Updated COVID-19 vaccines likely coming soon

Updated COVID-19 vaccines coming soon

INDIANAPOLIS (WISH) — Updated COVID-19 vaccines could be coming soon. Pfizer, Moderna, and Novavax are all waiting for Food and Drug Administration approval on new vaccines tweaked to match the evolving virus. 

The FDA will soon decide if each company has met safety, effectiveness, and quality standards. Experts say FDA approval is likely to happen within days. Then, the Centers for Disease Control and Prevention must sign off before the updated vaccinations can begin.

A CDC advisory panel is slated to meet on Tuesday to make recommendations on how to best use the shots.

“There will be a lot of virus this winter. That’s why we want to get ahead of it,” CDC Chief Dr. Mandy Cohen told the Associated Press.

According to the Associated Press, COVID-19 hospitalizations have increased since late summer but are not nearly as high as last year. The increase comes as RSV already is on the rise in parts of the Southeast.

Doctors hope enough people get vaccinated to help avert another “tripledemic” like last year when hospitals were overwhelmed with an early flu season, an onslaught of RSV, and a winter COVID-19 surge.

Scientists tell the Associated Press that the ever-evolving coronavirus isn’t going away. Similar to how flu shots are updated each year, the FDA gave COVID-19 vaccine makers a new recipe for this fall.

U.S. Centers for Disease Control and Prevention data from earlier in the summer showed a slight increase in hospital admissions, emergency department visits, and positive COVID-19 tests. However, the numbers are not nearly as high as in past summers.

The Indiana Department of Health reported 17 COVID-19 deaths within two weeks in August. The data was collected through Tuesday, Aug. 29. The state’s dashboard is updated weekly on Wednesdays. Indiana’s COVID-19 death toll rose to 25,383 on Tuesday from 25,366 on Aug. 15. 

Dr. Jerome Adams, the WISH-TV medical expert and a former U.S. surgeon general, talked to News 8 about COVID testing.

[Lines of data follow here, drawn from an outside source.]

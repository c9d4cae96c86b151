use std::path::Path;

use crate::error::{SpeechError, SpeechResult};

/// Ordered token pieces. Id 0 is the CTC blank.
#[derive(Debug, Clone, PartialEq, Eq)]
pub struct Vocabulary {
    pieces: Vec<String>,
}

impl Vocabulary {
    pub fn new(pieces: Vec<String>) -> SpeechResult<Self> {
        if pieces.is_empty() {
            return Err(SpeechError::config("vocabulary is empty"));
        }
        Ok(Self { pieces })
    }

    /// One piece per line. Trailing `\r` is stripped; surrounding spaces are kept
    /// because they can be part of a piece.
    pub fn from_lines(text: &str) -> SpeechResult<Self> {
        let pieces = text
            .lines()
            .map(|line| line.strip_suffix('\r').unwrap_or(line).to_string())
            .collect();
        Self::new(pieces)
    }

    /// A JSON array of strings, index = token id.
    #[cfg(feature = "assets")]
    pub fn from_json_str(json: &str) -> SpeechResult<Self> {
        let pieces: Vec<String> = serde_json::from_str(json)?;
        Self::new(pieces)
    }

    /// Load a `.json` array or a plain one-piece-per-line file.
    pub fn load(path: &Path) -> SpeechResult<Self> {
        let text = std::fs::read_to_string(path)?;

        #[cfg(feature = "assets")]
        {
            if path.extension().is_some_and(|ext| ext.eq_ignore_ascii_case("json")) {
                return Self::from_json_str(&text);
            }
        }

        Self::from_lines(&text)
    }

    pub fn len(&self) -> usize {
        self.pieces.len()
    }

    pub fn is_empty(&self) -> bool {
        self.pieces.is_empty()
    }

    pub fn piece(&self, id: usize) -> Option<&str> {
        self.pieces.get(id).map(String::as_str)
    }

    /// Concatenate the pieces of `ids`. Ids outside the vocabulary are skipped.
    pub fn concat(&self, ids: &[usize]) -> String {
        let mut skipped = 0usize;
        let text = ids.iter().fold(String::new(), |mut text, &id| {
            match self.piece(id) {
                Some(piece) => text.push_str(piece),
                None => skipped += 1,
            }
            text
        });

        if skipped > 0 {
            tracing::warn!(
                skipped,
                vocab_size = self.len(),
                "skipped out-of-range token ids"
            );
        }
        text
    }
}

#[cfg(test)]
mod tests {
    use super::*;

    fn vocab(pieces: &[&str]) -> Vocabulary {
        Vocabulary::new(pieces.iter().map(|p| p.to_string()).collect()).unwrap()
    }

    #[test]
    fn concatenates_in_order() {
        let vocab = vocab(&["<blank>", "\u{2581}ex", "am", "{period}"]);
        assert_eq!(vocab.concat(&[1, 2, 3]), "\u{2581}exam{period}");
    }

    #[test]
    fn out_of_range_ids_are_skipped() {
        let vocab = vocab(&["<blank>", "a", "b"]);
        assert_eq!(vocab.concat(&[1, 7, 2, 3]), "ab");
    }

    #[test]
    fn empty_vocabulary_is_rejected() {
        assert!(Vocabulary::new(Vec::new()).is_err());
    }

    #[test]
    fn parses_line_asset() {
        let vocab = Vocabulary::from_lines("<blank>\r\n\u{2581}the\r\n s\n").unwrap();
        assert_eq!(vocab.len(), 3);
        assert_eq!(vocab.piece(1), Some("\u{2581}the"));
        assert_eq!(vocab.piece(2), Some(" s"));
    }

    #[cfg(feature = "assets")]
    #[test]
    fn parses_json_asset() {
        let vocab = Vocabulary::from_json_str(r#"["<blank>", "{comma}", "▁no"]"#).unwrap();
        assert_eq!(vocab.piece(2), Some("\u{2581}no"));
        assert_eq!(vocab.piece(3), None);
    }
}
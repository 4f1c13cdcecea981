//! The `MemoStore` trait: the persistence seam for ingested memos.

use async_trait::async_trait;

use crate::error::IngestError;
use crate::types::{Memo, MemoRow};

/// Result of a conditional insert.
#[derive(Debug, Clone, Copy, PartialEq, Eq)]
pub enum UpsertOutcome {
    /// A new row was created with this id.
    Inserted { id: i64 },
    /// A row with the same `tx_hash` already existed; nothing was written.
    Duplicate,
}

impl UpsertOutcome {
    /// Returns `true` if a new row was created.
    pub fn is_inserted(&self) -> bool {
        matches!(self, Self::Inserted { .. })
    }
}

/// Durable storage for memos, keyed uniquely by transaction hash.
///
/// Implementations must be safe to call concurrently: live handlers may
/// overlap in time.
#[async_trait]
pub trait MemoStore: Send + Sync {
    /// Create the `memos` table if it does not exist.
    ///
    /// Fails with [`IngestError::StorageInit`].
    async fn init_schema(&self) -> Result<(), IngestError>;

    /// Insert `memo` unless a row with the same `tx_hash` exists.
    ///
    /// A duplicate is not an error. Fails with [`IngestError::Write`].
    async fn upsert_memo(&self, memo: &Memo) -> Result<UpsertOutcome, IngestError>;

    /// The newest `limit` rows, highest id first.
    async fn recent_memos(&self, limit: u32) -> Result<Vec<MemoRow>, IngestError>;

    /// Total number of stored memos.
    async fn memo_count(&self) -> Result<u64, IngestError>;
}
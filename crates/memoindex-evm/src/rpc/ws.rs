//! WebSocket log subscriptions (`eth_subscribe("logs", filter)`).
//!
//! The connection is owned by a background task that forwards each
//! notification's `result` object. When the socket closes the channel is
//! dropped and the subscription stream ends; it is not re-established.

use futures::channel::mpsc;
use futures::{Sink, SinkExt, Stream, StreamExt};
use serde_json::Value;
use tokio_tungstenite::tungstenite::{self, Message};
use tracing::{debug, info, warn};

use super::error::TransportError;
use super::request::{JsonRpcRequest, JsonRpcResponse, RpcId};

const SUBSCRIBE_ID: u64 = 1;

/// An active `logs` subscription.
pub struct WsLogSubscription {
    /// Subscription id assigned by the node.
    pub id: String,
    /// Raw log objects, one per notification.
    pub logs: mpsc::Receiver<Value>,
}

/// Connect to `url` and subscribe to logs matching `filter`.
///
/// Returns once the node has confirmed the subscription.
pub async fn subscribe_logs(url: &str, filter: Value) -> Result<WsLogSubscription, TransportError> {
    info!(url = %url, "connecting via WebSocket");
    let (ws, _) = tokio_tungstenite::connect_async(url)
        .await
        .map_err(|e| TransportError::WebSocket(format!("connect {url}: {e}")))?;
    let (mut write, mut read) = ws.split();

    let req = JsonRpcRequest::new(SUBSCRIBE_ID, "eth_subscribe", vec![Value::from("logs"), filter]);
    write
        .send(Message::Text(serde_json::to_string(&req)?))
        .await
        .map_err(|e| TransportError::WebSocket(format!("send eth_subscribe: {e}")))?;

    let id = loop {
        match read.next().await {
            None => {
                return Err(TransportError::WebSocket(
                    "socket closed before subscription was confirmed".into(),
                ))
            }
            Some(Err(e)) => return Err(TransportError::WebSocket(e.to_string())),
            Some(Ok(Message::Text(text))) => {
                let Ok(resp) = serde_json::from_str::<JsonRpcResponse>(&text) else {
                    continue;
                };
                if resp.id != RpcId::Number(SUBSCRIBE_ID) {
                    continue;
                }
                let result = resp.into_result().map_err(TransportError::Rpc)?;
                break serde_json::from_value::<String>(result)?;
            }
            Some(Ok(_)) => continue,
        }
    };
    info!(subscription = %id, "log subscription confirmed");

    let (tx, rx) = mpsc::channel(512);
    tokio::spawn(forward_notifications(id.clone(), write, read, tx));

    Ok(WsLogSubscription { id, logs: rx })
}

async fn forward_notifications<W, R>(
    sub_id: String,
    mut write: W,
    mut read: R,
    mut tx: mpsc::Sender<Value>,
) where
    W: Sink<Message> + Unpin,
    R: Stream<Item = Result<Message, tungstenite::Error>> + Unpin,
{
    while let Some(msg) = read.next().await {
        match msg {
            Err(e) => {
                warn!(error = %e, "WebSocket receive error");
                break;
            }
            Ok(Message::Text(text)) => {
                let Some(log) = notification_result(&text, &sub_id) else {
                    debug!("ignoring non-notification WebSocket message");
                    continue;
                };
                if tx.send(log).await.is_err() {
                    // Receiver dropped
                    break;
                }
            }
            Ok(Message::Ping(data)) => {
                let _ = write.send(Message::Pong(data)).await;
            }
            Ok(Message::Close(_)) => {
                info!("WebSocket closed by server");
                break;
            }
            Ok(_) => {}
        }
    }
    warn!(subscription = %sub_id, "log subscription ended");
}

/// Extract `params.result` from an `eth_subscription` notification for `sub_id`.
fn notification_result(text: &str, sub_id: &str) -> Option<Value> {
    let v: Value = serde_json::from_str(text).ok()?;
    if v.get("method")?.as_str()? != "eth_subscription" {
        return None;
    }
    let params = v.get("params")?;
    if params.get("subscription")?.as_str()? != sub_id {
        return None;
    }
    params.get("result").cloned()
}

#[cfg(test)]
mod tests {
    use super::*;

    #[test]
    fn extracts_matching_notification() {
        let msg = r#"{
            "jsonrpc":"2.0","method":"eth_subscription",
            "params":{"subscription":"0xabc","result":{"blockNumber":"0x6a","transactionHash":"0x01"}}
        }"#;
        let log = notification_result(msg, "0xabc").unwrap();
        assert_eq!(log["blockNumber"], "0x6a");
    }

    #[test]
    fn skips_other_subscriptions_and_responses() {
        let other = r#"{"jsonrpc":"2.0","method":"eth_subscription","params":{"subscription":"0xdef","result":{}}}"#;
        assert!(notification_result(other, "0xabc").is_none());

        let confirmation = r#"{"jsonrpc":"2.0","id":1,"result":"0xabc"}"#;
        assert!(notification_result(confirmation, "0xabc").is_none());
        assert!(notification_result("not json", "0xabc").is_none());
    }

    #[tokio::test]
    async fn unreachable_socket_is_websocket_error() {
        let err = subscribe_logs("ws://127.0.0.1:1", serde_json::json!({}))
            .await
            .err()
            .unwrap();
        assert!(matches!(err, TransportError::WebSocket(_)));
    }
}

“If you’re high-risk, you need to be aware. If you get symptoms, you need to seek out a test because seeking out that test can allow you to get treatments such as Paxlovid. It also means that when that new booster is available, if you haven’t been recently infected, then you need to make sure you talk to your doctor and get your questions answered and get that new booster if your doctor recommends it because you don’t want to be in a situation where you are one of the 15,000 people who last week ended up in the hospital because of COVID,” he said.